Map is a love story about people who are separated by great distances and still remain connected. Or for their whole lives have a longing for their absent other half. I wanted to see if I could express what that feels like.
Ward said the idea of the film came from a similar situation in his own life.
You know where the two people chase each other from continent to continent, leaving messages at each other's hotels, constantly missing each other - all that...it became sort of an obsession, where you feel desperate to be with the other person, as if you would die if you were separated. I became fascinated by that sense of longing for another person.
Many film critics hailed it as 'one of the best films of the year' when it was released and Roger Ebert loved the film so much he brought it back to the screen for his film festival, Ebertfest, which focuses on films that have been overlooked by the public. Here's an excerpt from his review.

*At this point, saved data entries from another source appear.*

//! ringwatch-core: failure detection and failure notification for a group
//! of cluster daemons.
//!
//! This crate provides:
//! - A ring heartbeat failure detector ([`detector`])
//! - Reliable broadcast over a binomial-graph overlay ([`rbcast`])
//! - Exactly-once, cluster-wide failure propagation ([`propagate`])
//! - A per-daemon [`FaultContext`] wiring the three together
//!
//! Everything is sans-IO. The host supplies a [`Transport`], feeds in
//! received datagrams and drives the timer with explicit timestamps.

pub mod config;
pub mod context;
pub mod detector;
pub mod events;
pub mod process_id;
pub mod propagate;
pub mod protocol;
pub mod rbcast;
pub mod transport;

#[cfg(test)]
mod testing;

pub use config::{BroadcastConfig, ConfigError, DetectorConfig, RingwatchConfig};
pub use context::FaultContext;
pub use detector::{DetectorStatus, FailureReporter, RingDetector};
pub use events::{EventBus, FaultEvent, Subscription};
pub use process_id::{JobId, ProcessId, ProcessIdError, Rank};
pub use propagate::{FailurePropagator, NotificationRecord, ProcState, ProcessedFailureSet};
pub use protocol::{CodecError, RbcastEnvelope, WireMessage};
pub use rbcast::{BroadcastError, ForwardDecision, HandlerId, ReliableBroadcast};
pub use transport::{
    GroupInfo, HostedProcessLookup, NoHostedProcs, StaticLookup, Transport, TransportError,
};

One of the best qualities of Map of the Human Heart was that I never quite knew where it was going. It is a love story, a war story, a lifetime story, but it manages to traverse all of that familiar terrain without doing the anticipated. The screenplay, by Louis Nowra, based on a story by Ward, deals with familiar emotions but not in a familiar way. The best movies seem to reinvent themselves as they move along, not drawing from worn-out sources, and Map of the Human Heart is one of the year's best films.